Il a en fait perdu 9,83 % de sa valeur en bourse pour terminer à 7,30 euros, au terme du premier jour ouvrable depuis la démission de Jean-Marc Janaillac, vendredi soir. C’est le plus bas niveau de l’action depuis avril 2017.

M. Janaillac a annoncé son départ après le rejet par référendum des offres salariales de la direction visant à sortir la compagnie franco-néerlandaise d'une série de grèves dont le coût est estimé à 300 millions d'euros à la fin avril et à près de 30 millions d'euros pour chacun des quatre jours de grève de mai.

Air France-KLM avait proposé des hausses de 2 % cette année et de 5 % pendant la période 2019-2021 et s'attendait à ce que les syndiqués s'en accommodent. Ils ont dit non dans une proportion de plus de 55 %.

Les syndicats réclament une augmentation de 5,2 % cette année. Ils soulignent que les salaires sont gelés depuis 2011, le temps pour le transporteur de couper des postes et de se restructurer. Air France rétorque que les demandes syndicales effaceraient les gains engendrés par la restructuration, qui visait à effacer des années de pertes.

M. Janaillac a démissionné quand la proposition patronale a été rejetée, en déplorant un « immense gâchis qui ne peut que réjouir nos concurrents ».

Le conseil d'administration d'Air France-KLM lui a demandé de demeurer en poste jusqu'au 15 mai, date de l'assemblée générale annuelle des actionnaires. La société annoncera alors le nom de son nouveau PDG.

Le front intersyndical avec qui la compagnie doit négocier, qui regroupe 10 organisations, n’entend pas déposer de nouveaux préavis de grève. Il souhaite rouvrir les pourparlers, mais la partie patronale n'est pas prête.

Une 15e journée de grève aura lieu mardi.
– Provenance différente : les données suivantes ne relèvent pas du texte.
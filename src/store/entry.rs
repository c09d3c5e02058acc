//! Entry structure for key-value pairs

use super::value::Value;
use bytes::Bytes;

/// Represents a single entry in the store
#[derive(Debug, Clone)]
pub struct Entry {
    /// The key
    pub key: Bytes,

    /// The value
    pub value: Value,
}

impl Entry {
    /// Create a new entry
    pub fn new(key: impl Into<Bytes>, value: Value) -> Self {
        Entry {
            key: key.into(),
            value,
        }
    }

    /// Calculate approximate memory usage of this entry in bytes
    pub fn memory_usage(&self) -> usize {
        self.key.len() + self.value.memory_usage() + std::mem::size_of::<Entry>()
    }
}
Ainsi, environ 14 % des pilotes, 18 % des agents de bord et 3 % du personnel au sol débrayeront.

La compagnie a dit pouvoir assurer 80 % des vols prévus à travers le monde.

Lundi, c’est environ 85 % des vols qui ont eu lieu.

Pessimisme au gouvernement

Le gouvernement français, qui détient une participation de 14 % dans Air France, a prévenu que le transporteur pourrait ne pas survivre à la tourmente.

Le ministre de l'Économie et des Finances, Bruno Le Maire, a indiqué que Paris ne le sauverait pas.

« La survie d'Air France est en jeu », a soutenu M. Le Maire, en demandant aux travailleurs de se montrer « responsables ».

Cependant, d’après François Robardet, administrateur d’Air France-KLM, il est « techniquement, commercialement et financièrement impossible d'obtenir la fin du groupe Air France-KLM ».

« Par contre, en raison de ses meilleurs résultats, KLM pourrait demander d'augmenter son activité au détriment d'Air France », a cependant poursuivi M. Robardet.

Air France et la société néerlandaise KLM font partie du même groupe depuis 2004.

La démission de Jean-Marc Janaillac met sur la glace plusieurs grands projets chez Air France-KLM.

Les principaux sont la modernisation de la flotte d’appareils d'Air France, le développement des transporteurs à coûts réduits Transavia et Joon, ainsi que la réorganisation de Hop!, une filiale court et moyen-courrier.